[Stored data]
►
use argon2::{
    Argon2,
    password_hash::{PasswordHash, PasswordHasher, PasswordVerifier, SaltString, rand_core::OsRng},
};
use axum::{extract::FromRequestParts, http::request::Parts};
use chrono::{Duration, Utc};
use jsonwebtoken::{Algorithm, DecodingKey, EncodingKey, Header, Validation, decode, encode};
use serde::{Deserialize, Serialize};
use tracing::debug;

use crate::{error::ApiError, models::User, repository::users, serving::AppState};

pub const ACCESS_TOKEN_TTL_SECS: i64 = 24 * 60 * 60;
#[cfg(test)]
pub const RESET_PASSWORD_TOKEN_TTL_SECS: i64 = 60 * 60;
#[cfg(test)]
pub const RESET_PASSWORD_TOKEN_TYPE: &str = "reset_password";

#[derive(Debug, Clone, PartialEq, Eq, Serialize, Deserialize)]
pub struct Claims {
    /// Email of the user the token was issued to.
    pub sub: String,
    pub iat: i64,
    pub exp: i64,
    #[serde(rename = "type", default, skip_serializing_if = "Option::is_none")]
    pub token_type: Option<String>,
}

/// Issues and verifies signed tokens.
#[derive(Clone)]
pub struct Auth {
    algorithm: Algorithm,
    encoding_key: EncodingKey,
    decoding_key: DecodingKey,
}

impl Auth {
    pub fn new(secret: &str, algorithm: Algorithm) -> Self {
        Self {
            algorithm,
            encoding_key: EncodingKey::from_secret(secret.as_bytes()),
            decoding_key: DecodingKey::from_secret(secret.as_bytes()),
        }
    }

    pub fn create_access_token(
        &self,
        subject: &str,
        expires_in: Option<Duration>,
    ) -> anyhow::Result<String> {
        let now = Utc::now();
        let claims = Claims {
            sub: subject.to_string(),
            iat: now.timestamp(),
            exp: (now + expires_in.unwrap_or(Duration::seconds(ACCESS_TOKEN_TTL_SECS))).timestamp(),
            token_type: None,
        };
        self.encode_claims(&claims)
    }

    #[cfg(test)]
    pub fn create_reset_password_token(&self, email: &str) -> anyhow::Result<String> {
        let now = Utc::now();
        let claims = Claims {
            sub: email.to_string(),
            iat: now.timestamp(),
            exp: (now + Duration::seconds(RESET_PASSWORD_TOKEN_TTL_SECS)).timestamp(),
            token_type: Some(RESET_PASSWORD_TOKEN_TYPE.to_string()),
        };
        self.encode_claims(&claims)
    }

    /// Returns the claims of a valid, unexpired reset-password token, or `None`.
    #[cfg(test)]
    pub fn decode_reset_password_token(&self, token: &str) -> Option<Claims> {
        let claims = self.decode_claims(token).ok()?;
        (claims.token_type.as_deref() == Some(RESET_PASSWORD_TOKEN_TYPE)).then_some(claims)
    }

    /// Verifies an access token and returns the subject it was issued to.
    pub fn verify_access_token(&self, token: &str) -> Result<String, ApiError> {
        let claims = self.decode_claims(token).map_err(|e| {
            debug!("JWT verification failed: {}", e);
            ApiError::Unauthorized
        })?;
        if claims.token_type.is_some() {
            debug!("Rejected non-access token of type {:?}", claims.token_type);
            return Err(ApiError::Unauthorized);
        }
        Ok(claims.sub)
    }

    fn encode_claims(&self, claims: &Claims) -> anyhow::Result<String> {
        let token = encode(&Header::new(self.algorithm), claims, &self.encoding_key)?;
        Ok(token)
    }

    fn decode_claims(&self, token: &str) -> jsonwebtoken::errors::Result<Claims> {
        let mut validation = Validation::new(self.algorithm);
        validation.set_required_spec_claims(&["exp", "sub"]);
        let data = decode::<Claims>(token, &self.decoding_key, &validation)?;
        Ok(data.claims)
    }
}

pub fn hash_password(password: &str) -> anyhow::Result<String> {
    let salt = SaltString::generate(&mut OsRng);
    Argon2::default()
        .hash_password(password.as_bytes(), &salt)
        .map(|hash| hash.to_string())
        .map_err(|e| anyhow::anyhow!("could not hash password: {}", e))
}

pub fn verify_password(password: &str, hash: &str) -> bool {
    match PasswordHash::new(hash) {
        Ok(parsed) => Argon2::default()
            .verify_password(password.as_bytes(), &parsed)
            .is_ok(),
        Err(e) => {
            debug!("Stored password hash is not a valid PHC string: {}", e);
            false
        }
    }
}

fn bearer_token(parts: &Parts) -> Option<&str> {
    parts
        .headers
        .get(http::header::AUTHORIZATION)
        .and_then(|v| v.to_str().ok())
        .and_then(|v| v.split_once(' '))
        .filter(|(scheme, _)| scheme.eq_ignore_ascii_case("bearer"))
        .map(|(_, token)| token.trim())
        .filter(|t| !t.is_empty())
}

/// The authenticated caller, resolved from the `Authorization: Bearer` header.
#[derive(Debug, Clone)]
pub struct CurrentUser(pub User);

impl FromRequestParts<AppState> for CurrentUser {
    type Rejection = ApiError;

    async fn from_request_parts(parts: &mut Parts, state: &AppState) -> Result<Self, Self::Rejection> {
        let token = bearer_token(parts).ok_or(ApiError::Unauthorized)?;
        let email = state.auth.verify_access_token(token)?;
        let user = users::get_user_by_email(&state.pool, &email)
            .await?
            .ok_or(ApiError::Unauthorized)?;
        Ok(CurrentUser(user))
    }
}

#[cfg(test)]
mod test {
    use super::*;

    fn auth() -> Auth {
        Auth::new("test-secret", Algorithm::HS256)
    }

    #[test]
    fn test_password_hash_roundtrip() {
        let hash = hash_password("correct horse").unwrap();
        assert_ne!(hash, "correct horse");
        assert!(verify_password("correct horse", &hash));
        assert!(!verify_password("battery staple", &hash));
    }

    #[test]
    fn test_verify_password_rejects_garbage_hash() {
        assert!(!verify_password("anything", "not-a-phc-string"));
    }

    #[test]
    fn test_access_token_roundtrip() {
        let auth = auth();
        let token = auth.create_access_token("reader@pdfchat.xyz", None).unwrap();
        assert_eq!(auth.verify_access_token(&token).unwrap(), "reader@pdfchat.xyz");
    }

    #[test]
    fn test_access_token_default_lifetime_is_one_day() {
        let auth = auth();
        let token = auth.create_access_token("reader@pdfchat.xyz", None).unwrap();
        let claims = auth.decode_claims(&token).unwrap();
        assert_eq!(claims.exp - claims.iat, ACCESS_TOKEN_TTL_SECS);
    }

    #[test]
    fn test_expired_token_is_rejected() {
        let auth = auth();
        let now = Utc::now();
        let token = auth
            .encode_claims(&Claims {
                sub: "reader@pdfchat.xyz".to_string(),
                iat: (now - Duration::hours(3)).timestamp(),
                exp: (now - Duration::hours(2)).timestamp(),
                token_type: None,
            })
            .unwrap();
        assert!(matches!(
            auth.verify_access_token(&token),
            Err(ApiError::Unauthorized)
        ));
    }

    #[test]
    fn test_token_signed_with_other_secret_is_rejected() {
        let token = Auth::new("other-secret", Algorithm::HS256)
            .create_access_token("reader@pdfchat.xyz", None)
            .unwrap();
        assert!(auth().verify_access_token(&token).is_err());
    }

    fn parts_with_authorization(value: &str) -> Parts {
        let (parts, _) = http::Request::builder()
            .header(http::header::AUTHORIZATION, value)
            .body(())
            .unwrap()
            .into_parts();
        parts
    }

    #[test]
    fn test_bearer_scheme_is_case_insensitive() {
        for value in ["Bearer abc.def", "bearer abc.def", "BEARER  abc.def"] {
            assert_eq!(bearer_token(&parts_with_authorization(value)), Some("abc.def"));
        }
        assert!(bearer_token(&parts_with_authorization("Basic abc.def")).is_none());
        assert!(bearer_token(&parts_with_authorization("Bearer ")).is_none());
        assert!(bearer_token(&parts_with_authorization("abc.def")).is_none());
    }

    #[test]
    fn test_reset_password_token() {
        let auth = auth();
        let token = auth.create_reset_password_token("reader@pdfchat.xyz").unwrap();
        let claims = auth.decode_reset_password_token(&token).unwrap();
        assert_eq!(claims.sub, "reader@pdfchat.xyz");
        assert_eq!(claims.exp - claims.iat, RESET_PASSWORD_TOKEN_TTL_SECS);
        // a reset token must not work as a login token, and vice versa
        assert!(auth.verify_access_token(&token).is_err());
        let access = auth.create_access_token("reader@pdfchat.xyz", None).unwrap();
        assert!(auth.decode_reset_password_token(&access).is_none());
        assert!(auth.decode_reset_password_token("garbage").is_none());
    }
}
◄
▸ **Exercise goal**: Take each line above that holds the string "Duration" and copy it.

▸ **Answer to this problem**:
use chrono::{Duration, Utc};
        expires_in: Option<Duration>,
            exp: (now + expires_in.unwrap_or(Duration::seconds(ACCESS_TOKEN_TTL_SECS))).timestamp(),
            exp: (now + Duration::seconds(RESET_PASSWORD_TOKEN_TTL_SECS)).timestamp(),
                iat: (now - Duration::hours(3)).timestamp(),
                exp: (now - Duration::hours(2)).timestamp(),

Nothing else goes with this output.